Exercise details:
Each of the records below must be reproduced exactly.
· · · · · · ·
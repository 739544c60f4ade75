//! Fanout: provider-fallback web search exposed as JSON tools.
//!
//! This crate hosts the caller-facing tools over a line-oriented JSON bridge:
//! stdin requests → tool registry → `fanout-search` → stdout responses
//!
//! # Architecture
//!
//! - **Config**: TOML file plus credentials from the environment
//! - **Tools**: `web_search`, `research_topic` and `search_status`, sharing
//!   one [`fanout_search::WebResearch`]
//! - **Bridge**: newline-delimited JSON over stdin/stdout

pub mod bridge;
pub mod config;
pub mod error;
pub mod tools;

use std::sync::Arc;

pub use config::{HostConfig, ToolSettings};
pub use error::{HostError, Result};
pub use tools::ToolRegistry;

/// Build the search engine and its tools from `config`.
///
/// # Errors
///
/// Returns [`HostError::Config`] if the configuration is invalid and
/// [`HostError::ToolFailed`] if the HTTP client cannot be built.
pub fn build_tools(config: &HostConfig) -> Result<ToolRegistry> {
    config.validate()?;
    let research = fanout_search::WebResearch::new(&config.search)?;
    let available = research.status().iter().filter(|s| s.available).count();
    tracing::info!(
        providers = config.search.priority.len(),
        available,
        "search providers configured"
    );
    Ok(ToolRegistry::with_search_tools(
        Arc::new(research),
        &config.tools,
    ))
}
//! Tool registry.
//!
//! The [`ToolRegistry`] holds registered tools, provides lookup by name,
//! and exports JSON schemas for callers.

use std::collections::HashMap;
use std::sync::Arc;
use std::time::Duration;

use fanout_search::WebResearch;

use crate::config::ToolSettings;

use super::research_topic::ResearchTopicTool;
use super::search_status::SearchStatusTool;
use super::types::Tool;
use super::web_search::WebSearchTool;

/// Registry of available tools, keyed by name.
#[derive(Default)]
pub struct ToolRegistry {
    tools: HashMap<String, Arc<dyn Tool>>,
}

impl ToolRegistry {
    /// Create a new empty registry.
    pub fn new() -> Self {
        Self::default()
    }

    /// Registry holding `web_search`, `research_topic` and `search_status`,
    /// all sharing one [`WebResearch`].
    pub fn with_search_tools(research: Arc<WebResearch>, settings: &ToolSettings) -> Self {
        let mut registry = Self::new();
        registry.register(Arc::new(WebSearchTool::with_max_bytes(
            Arc::clone(&research),
            settings.max_output_bytes,
        )));
        registry.register(Arc::new(
            ResearchTopicTool::new(
                Arc::clone(&research),
                Duration::from_secs(settings.research_deadline_seconds),
            )
            .with_max_bytes(settings.max_output_bytes),
        ));
        registry.register(Arc::new(SearchStatusTool::new(research)));
        registry
    }

    /// Register a tool. Replaces any existing tool with the same name.
    pub fn register(&mut self, tool: Arc<dyn Tool>) {
        self.tools.insert(tool.name().to_string(), tool);
    }

    pub fn get(&self, name: &str) -> Option<Arc<dyn Tool>> {
        self.tools.get(name).cloned()
    }

    /// Names of all registered tools, sorted.
    pub fn list_available(&self) -> Vec<&str> {
        let mut names: Vec<&str> = self.tools.values().map(|t| t.name()).collect();
        names.sort_unstable();
        names
    }

    /// Export JSON schemas for all tools, sorted by name.
    ///
    /// Each entry contains `name`, `description`, and `parameters` (the schema).
    pub fn schemas_for_api(&self) -> Vec<serde_json::Value> {
        let mut schemas: Vec<(String, serde_json::Value)> = self
            .tools
            .values()
            .map(|t| {
                let entry = serde_json::json!({
                    "name": t.name(),
                    "description": t.description(),
                    "parameters": t.schema(),
                });
                (t.name().to_string(), entry)
            })
            .collect();
        schemas.sort_by(|a, b| a.0.cmp(&b.0));
        schemas.into_iter().map(|(_, v)| v).collect()
    }

    pub fn exists(&self, name: &str) -> bool {
        self.tools.contains_key(name)
    }
}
· · · · · · ·
Solution to this exercise:
repository 739544c60f4ade75
//! Fanout: provider-fallback web search exposed as JSON tools.
//!
//! This crate hosts the caller-facing tools over a line-oriented JSON bridge:
//! stdin requests → tool registry → `fanout-search` → stdout responses
//!
//! # Architecture
//!
//! - **Config**: TOML file plus credentials from the environment
//! - **Tools**: `web_search`, `research_topic` and `search_status`, sharing
//!   one [`fanout_search::WebResearch`]
//! - **Bridge**: newline-delimited JSON over stdin/stdout

pub mod bridge;
pub mod config;
pub mod error;
pub mod tools;

use std::sync::Arc;

pub use config::{HostConfig, ToolSettings};
pub use error::{HostError, Result};
pub use tools::ToolRegistry;

/// Build the search engine and its tools from `config`.
///
/// # Errors
///
/// Returns [`HostError::Config`] if the configuration is invalid and
/// [`HostError::ToolFailed`] if the HTTP client cannot be built.
pub fn build_tools(config: &HostConfig) -> Result<ToolRegistry> {
    config.validate()?;
    let research = fanout_search::WebResearch::new(&config.search)?;
    let available = research.status().iter().filter(|s| s.available).count();
    tracing::info!(
        providers = config.search.priority.len(),
        available,
        "search providers configured"
    );
    Ok(ToolRegistry::with_search_tools(
        Arc::new(research),
        &config.tools,
    ))
}
//! Tool registry.
//!
//! The [`ToolRegistry`] holds registered tools, provides lookup by name,
//! and exports JSON schemas for callers.

use std::collections::HashMap;
use std::sync::Arc;
use std::time::Duration;

use fanout_search::WebResearch;

use crate::config::ToolSettings;

use super::research_topic::ResearchTopicTool;
use super::search_status::SearchStatusTool;
use super::types::Tool;
use super::web_search::WebSearchTool;

/// Registry of available tools, keyed by name.
#[derive(Default)]
pub struct ToolRegistry {
    tools: HashMap<String, Arc<dyn Tool>>,
}

impl ToolRegistry {
    /// Create a new empty registry.
    pub fn new() -> Self {
        Self::default()
    }

    /// Registry holding `web_search`, `research_topic` and `search_status`,
    /// all sharing one [`WebResearch`].
    pub fn with_search_tools(research: Arc<WebResearch>, settings: &ToolSettings) -> Self {
        let mut registry = Self::new();
        registry.register(Arc::new(WebSearchTool::with_max_bytes(
            Arc::clone(&research),
            settings.max_output_bytes,
        )));
        registry.register(Arc::new(
            ResearchTopicTool::new(
                Arc::clone(&research),
                Duration::from_secs(settings.research_deadline_seconds),
            )
            .with_max_bytes(settings.max_output_bytes),
        ));
        registry.register(Arc::new(SearchStatusTool::new(research)));
        registry
    }

    /// Register a tool. Replaces any existing tool with the same name.
    pub fn register(&mut self, tool: Arc<dyn Tool>) {
        self.tools.insert(tool.name().to_string(), tool);
    }

    pub fn get(&self, name: &str) -> Option<Arc<dyn Tool>> {
        self.tools.get(name).cloned()
    }

    /// Names of all registered tools, sorted.
    pub fn list_available(&self) -> Vec<&str> {
        let mut names: Vec<&str> = self.tools.values().map(|t| t.name()).collect();
        names.sort_unstable();
        names
    }

    /// Export JSON schemas for all tools, sorted by name.
    ///
    /// Each entry contains `name`, `description`, and `parameters` (the schema).
    pub fn schemas_for_api(&self) -> Vec<serde_json::Value> {
        let mut schemas: Vec<(String, serde_json::Value)> = self
            .tools
            .values()
            .map(|t| {
                let entry = serde_json::json!({
                    "name": t.name(),
                    "description": t.description(),
                    "parameters": t.schema(),
                });
                (t.name().to_string(), entry)
            })
            .collect();
        schemas.sort_by(|a, b| a.0.cmp(&b.0));
        schemas.into_iter().map(|(_, v)| v).collect()
    }

    pub fn exists(&self, name: &str) -> bool {
        self.tools.contains_key(name)
    }
}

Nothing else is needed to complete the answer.